> **YOUR GOAL**: Return the count of lines in the following records that include "tracing", and nothing more.

> **SOURCE RECORDS**:
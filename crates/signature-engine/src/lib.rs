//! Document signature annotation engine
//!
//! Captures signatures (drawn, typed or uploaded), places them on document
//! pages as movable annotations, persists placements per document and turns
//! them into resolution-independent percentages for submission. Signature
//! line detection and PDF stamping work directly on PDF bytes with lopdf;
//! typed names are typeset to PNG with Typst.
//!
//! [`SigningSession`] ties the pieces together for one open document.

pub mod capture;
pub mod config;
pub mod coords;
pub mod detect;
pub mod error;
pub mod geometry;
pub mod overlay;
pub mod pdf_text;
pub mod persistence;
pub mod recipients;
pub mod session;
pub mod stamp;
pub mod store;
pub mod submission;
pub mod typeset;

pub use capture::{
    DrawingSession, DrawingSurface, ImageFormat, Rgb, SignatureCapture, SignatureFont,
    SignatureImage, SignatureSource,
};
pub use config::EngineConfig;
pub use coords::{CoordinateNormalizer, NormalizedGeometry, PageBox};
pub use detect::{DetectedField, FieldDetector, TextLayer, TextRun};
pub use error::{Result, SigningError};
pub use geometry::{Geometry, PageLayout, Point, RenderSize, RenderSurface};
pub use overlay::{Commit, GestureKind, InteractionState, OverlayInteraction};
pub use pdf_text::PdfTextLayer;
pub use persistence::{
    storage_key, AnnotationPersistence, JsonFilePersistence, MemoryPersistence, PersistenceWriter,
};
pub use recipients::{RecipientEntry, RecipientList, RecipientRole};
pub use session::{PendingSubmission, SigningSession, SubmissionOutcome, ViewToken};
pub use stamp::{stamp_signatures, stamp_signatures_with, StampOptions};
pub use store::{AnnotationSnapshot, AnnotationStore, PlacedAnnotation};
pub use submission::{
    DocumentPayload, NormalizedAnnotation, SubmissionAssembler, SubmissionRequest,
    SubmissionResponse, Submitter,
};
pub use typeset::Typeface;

* * *

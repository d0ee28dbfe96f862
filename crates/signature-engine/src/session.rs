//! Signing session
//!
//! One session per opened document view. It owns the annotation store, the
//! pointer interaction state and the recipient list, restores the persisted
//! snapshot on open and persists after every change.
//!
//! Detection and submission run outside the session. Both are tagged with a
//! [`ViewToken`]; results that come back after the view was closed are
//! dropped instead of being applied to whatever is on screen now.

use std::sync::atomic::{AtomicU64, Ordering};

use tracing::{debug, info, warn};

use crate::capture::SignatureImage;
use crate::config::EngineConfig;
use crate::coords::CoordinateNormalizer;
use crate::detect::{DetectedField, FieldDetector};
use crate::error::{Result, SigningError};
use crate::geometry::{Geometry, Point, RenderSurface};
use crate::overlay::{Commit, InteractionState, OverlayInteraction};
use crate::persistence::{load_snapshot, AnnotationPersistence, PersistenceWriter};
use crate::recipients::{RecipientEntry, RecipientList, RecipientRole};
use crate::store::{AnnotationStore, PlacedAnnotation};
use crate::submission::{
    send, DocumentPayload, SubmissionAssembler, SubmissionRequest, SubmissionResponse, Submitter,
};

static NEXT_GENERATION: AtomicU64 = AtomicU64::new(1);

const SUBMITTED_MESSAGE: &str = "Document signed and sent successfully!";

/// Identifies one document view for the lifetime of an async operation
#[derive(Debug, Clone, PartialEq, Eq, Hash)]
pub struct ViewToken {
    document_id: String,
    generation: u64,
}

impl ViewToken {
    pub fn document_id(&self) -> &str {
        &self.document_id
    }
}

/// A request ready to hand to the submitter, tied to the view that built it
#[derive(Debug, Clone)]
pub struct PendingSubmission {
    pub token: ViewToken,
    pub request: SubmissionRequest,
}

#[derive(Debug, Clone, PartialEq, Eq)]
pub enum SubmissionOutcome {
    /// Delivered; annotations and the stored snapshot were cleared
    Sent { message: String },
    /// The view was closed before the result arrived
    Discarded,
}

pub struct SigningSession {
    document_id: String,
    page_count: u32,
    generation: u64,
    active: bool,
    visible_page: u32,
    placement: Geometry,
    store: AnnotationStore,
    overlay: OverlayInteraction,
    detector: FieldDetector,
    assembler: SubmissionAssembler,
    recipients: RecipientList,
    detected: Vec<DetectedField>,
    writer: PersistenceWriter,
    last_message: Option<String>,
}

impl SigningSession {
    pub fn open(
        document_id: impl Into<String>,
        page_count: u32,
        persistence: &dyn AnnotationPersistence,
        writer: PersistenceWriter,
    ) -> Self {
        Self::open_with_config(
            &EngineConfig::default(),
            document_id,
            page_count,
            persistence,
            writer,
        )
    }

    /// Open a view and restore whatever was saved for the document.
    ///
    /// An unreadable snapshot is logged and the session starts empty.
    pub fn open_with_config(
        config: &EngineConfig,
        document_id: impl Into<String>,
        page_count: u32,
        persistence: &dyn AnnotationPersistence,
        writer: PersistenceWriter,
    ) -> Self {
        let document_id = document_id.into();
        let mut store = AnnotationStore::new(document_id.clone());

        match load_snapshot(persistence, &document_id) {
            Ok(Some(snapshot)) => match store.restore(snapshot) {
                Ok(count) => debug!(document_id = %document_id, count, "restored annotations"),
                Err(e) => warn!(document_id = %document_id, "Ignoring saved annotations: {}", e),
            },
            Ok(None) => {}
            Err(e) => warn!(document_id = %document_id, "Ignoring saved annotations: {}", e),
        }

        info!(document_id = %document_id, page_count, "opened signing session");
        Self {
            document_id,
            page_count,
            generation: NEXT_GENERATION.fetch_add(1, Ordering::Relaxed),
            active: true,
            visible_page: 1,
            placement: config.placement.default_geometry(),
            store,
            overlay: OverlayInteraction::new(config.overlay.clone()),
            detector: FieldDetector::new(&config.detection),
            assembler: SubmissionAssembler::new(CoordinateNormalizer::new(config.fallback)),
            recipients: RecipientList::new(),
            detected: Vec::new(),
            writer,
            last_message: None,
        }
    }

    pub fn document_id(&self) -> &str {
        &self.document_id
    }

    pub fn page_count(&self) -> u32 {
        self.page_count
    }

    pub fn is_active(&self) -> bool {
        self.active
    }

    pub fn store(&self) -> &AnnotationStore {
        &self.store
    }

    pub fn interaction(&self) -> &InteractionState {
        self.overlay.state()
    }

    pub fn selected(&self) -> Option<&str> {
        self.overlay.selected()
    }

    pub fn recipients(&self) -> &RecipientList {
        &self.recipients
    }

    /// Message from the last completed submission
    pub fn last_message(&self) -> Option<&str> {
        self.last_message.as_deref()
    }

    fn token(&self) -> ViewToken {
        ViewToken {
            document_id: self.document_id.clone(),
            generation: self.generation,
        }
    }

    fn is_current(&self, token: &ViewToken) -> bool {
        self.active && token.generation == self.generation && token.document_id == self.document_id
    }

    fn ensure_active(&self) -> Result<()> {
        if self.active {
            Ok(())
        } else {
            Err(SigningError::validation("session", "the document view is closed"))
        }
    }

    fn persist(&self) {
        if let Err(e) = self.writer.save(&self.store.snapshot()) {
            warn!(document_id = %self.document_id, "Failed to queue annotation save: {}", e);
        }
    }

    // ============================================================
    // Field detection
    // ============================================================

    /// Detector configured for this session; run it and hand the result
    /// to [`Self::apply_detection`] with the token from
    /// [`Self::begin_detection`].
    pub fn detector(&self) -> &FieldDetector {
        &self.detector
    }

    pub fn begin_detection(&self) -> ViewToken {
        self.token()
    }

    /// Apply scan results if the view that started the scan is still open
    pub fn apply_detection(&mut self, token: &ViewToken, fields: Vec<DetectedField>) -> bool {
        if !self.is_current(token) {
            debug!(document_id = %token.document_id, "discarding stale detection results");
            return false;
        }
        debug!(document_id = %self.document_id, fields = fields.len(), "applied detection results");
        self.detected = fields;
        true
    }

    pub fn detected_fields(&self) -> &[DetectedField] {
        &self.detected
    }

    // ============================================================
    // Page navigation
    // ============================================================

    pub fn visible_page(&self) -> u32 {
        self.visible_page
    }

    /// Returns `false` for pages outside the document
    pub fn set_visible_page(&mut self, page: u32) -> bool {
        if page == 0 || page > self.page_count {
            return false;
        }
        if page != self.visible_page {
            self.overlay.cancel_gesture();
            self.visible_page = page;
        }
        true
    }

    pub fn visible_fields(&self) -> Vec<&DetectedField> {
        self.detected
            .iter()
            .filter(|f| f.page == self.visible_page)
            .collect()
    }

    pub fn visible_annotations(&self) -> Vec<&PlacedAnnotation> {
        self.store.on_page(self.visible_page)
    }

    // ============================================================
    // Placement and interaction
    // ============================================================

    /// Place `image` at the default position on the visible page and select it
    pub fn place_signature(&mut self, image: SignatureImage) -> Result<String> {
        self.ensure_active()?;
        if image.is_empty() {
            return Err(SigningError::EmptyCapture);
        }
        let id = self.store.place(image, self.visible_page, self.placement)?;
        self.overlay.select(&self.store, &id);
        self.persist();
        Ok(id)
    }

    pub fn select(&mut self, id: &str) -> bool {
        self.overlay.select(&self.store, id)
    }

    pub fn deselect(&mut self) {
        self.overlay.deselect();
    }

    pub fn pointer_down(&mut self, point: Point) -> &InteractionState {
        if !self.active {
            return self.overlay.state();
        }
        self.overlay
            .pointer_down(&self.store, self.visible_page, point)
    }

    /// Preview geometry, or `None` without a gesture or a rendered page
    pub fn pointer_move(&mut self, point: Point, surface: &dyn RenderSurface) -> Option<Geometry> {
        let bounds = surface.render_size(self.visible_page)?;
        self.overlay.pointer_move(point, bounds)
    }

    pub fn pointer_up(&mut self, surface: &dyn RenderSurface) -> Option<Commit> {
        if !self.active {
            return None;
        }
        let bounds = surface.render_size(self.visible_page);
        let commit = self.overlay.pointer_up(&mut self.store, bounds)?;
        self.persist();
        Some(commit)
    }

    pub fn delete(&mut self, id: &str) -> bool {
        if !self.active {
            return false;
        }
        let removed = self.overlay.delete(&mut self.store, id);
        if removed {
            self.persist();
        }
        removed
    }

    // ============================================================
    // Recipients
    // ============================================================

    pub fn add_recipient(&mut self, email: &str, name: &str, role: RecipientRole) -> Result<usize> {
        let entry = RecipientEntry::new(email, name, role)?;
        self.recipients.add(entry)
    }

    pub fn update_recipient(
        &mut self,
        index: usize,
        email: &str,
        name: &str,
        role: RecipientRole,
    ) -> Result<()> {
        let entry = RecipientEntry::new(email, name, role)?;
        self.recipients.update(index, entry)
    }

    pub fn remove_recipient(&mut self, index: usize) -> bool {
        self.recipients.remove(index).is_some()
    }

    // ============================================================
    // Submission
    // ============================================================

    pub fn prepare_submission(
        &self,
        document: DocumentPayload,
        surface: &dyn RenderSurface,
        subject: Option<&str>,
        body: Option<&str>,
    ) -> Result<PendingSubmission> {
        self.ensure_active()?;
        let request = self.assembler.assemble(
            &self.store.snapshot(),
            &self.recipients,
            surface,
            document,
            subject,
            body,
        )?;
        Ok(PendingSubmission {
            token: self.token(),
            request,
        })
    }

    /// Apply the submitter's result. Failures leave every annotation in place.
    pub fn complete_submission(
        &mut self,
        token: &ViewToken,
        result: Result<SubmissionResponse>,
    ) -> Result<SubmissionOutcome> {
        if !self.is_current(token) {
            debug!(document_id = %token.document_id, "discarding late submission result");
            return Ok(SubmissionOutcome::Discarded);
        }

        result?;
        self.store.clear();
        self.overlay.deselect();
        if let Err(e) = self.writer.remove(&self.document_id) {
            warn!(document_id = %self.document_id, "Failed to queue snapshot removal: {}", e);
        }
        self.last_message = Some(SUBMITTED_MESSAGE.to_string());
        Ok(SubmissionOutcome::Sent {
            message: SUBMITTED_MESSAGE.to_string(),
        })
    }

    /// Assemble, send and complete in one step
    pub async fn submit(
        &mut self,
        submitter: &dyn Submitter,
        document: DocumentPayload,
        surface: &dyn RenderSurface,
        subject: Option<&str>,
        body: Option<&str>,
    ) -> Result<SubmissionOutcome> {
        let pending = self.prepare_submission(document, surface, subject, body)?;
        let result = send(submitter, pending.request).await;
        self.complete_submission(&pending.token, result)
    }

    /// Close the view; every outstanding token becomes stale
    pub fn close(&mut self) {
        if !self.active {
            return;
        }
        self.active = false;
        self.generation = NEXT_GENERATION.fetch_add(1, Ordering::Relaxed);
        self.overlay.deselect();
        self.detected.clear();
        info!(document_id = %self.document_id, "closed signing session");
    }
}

==

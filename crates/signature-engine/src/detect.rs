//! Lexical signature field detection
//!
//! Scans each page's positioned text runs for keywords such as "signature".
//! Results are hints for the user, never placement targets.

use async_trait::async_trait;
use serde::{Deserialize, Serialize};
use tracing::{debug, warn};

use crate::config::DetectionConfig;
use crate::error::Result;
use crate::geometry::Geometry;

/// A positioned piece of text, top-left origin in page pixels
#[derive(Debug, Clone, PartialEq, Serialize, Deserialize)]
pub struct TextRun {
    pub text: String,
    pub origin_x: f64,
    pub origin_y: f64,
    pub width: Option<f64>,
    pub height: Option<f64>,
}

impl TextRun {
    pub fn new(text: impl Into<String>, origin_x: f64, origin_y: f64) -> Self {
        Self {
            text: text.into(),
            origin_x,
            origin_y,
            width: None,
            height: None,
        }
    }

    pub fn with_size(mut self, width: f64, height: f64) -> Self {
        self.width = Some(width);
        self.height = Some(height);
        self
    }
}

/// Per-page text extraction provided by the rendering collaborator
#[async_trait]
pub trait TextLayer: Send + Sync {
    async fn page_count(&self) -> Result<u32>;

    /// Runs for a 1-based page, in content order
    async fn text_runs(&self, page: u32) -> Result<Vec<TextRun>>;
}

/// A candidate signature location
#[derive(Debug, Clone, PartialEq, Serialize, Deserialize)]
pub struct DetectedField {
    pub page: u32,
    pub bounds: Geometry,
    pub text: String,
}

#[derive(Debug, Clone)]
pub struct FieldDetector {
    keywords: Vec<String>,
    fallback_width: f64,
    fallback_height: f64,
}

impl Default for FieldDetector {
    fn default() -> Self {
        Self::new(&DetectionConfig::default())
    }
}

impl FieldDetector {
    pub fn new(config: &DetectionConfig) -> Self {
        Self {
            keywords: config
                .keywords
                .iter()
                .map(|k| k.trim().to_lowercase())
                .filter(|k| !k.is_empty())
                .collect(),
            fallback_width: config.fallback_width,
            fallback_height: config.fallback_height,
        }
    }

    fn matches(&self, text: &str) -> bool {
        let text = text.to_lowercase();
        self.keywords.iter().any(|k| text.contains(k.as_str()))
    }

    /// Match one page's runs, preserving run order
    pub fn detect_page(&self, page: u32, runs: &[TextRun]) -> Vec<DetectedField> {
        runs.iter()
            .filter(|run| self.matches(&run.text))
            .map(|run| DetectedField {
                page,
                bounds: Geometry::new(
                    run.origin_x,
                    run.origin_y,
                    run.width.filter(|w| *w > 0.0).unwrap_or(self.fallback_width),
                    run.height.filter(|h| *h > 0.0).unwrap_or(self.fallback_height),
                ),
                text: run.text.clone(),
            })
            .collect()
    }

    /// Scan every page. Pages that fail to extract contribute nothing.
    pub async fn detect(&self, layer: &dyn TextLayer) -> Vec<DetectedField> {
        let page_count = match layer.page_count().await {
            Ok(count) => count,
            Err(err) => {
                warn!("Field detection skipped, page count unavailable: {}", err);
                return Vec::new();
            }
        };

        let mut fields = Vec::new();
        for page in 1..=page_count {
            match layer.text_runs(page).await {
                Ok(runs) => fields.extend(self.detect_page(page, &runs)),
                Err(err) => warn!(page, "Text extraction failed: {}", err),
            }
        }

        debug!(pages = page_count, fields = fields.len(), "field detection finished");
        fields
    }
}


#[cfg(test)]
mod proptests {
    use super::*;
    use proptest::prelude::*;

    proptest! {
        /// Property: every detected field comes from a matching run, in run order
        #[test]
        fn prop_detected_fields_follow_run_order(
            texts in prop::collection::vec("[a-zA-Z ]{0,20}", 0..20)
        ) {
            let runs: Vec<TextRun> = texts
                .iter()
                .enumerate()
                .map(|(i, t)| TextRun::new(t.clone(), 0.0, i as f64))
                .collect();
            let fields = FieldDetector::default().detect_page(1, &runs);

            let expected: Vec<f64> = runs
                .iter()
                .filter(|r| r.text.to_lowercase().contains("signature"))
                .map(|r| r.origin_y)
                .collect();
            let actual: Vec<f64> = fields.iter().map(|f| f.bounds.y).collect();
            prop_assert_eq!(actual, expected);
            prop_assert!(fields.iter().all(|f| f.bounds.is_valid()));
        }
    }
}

> **ANSWER TO THIS EXERCISE**: 2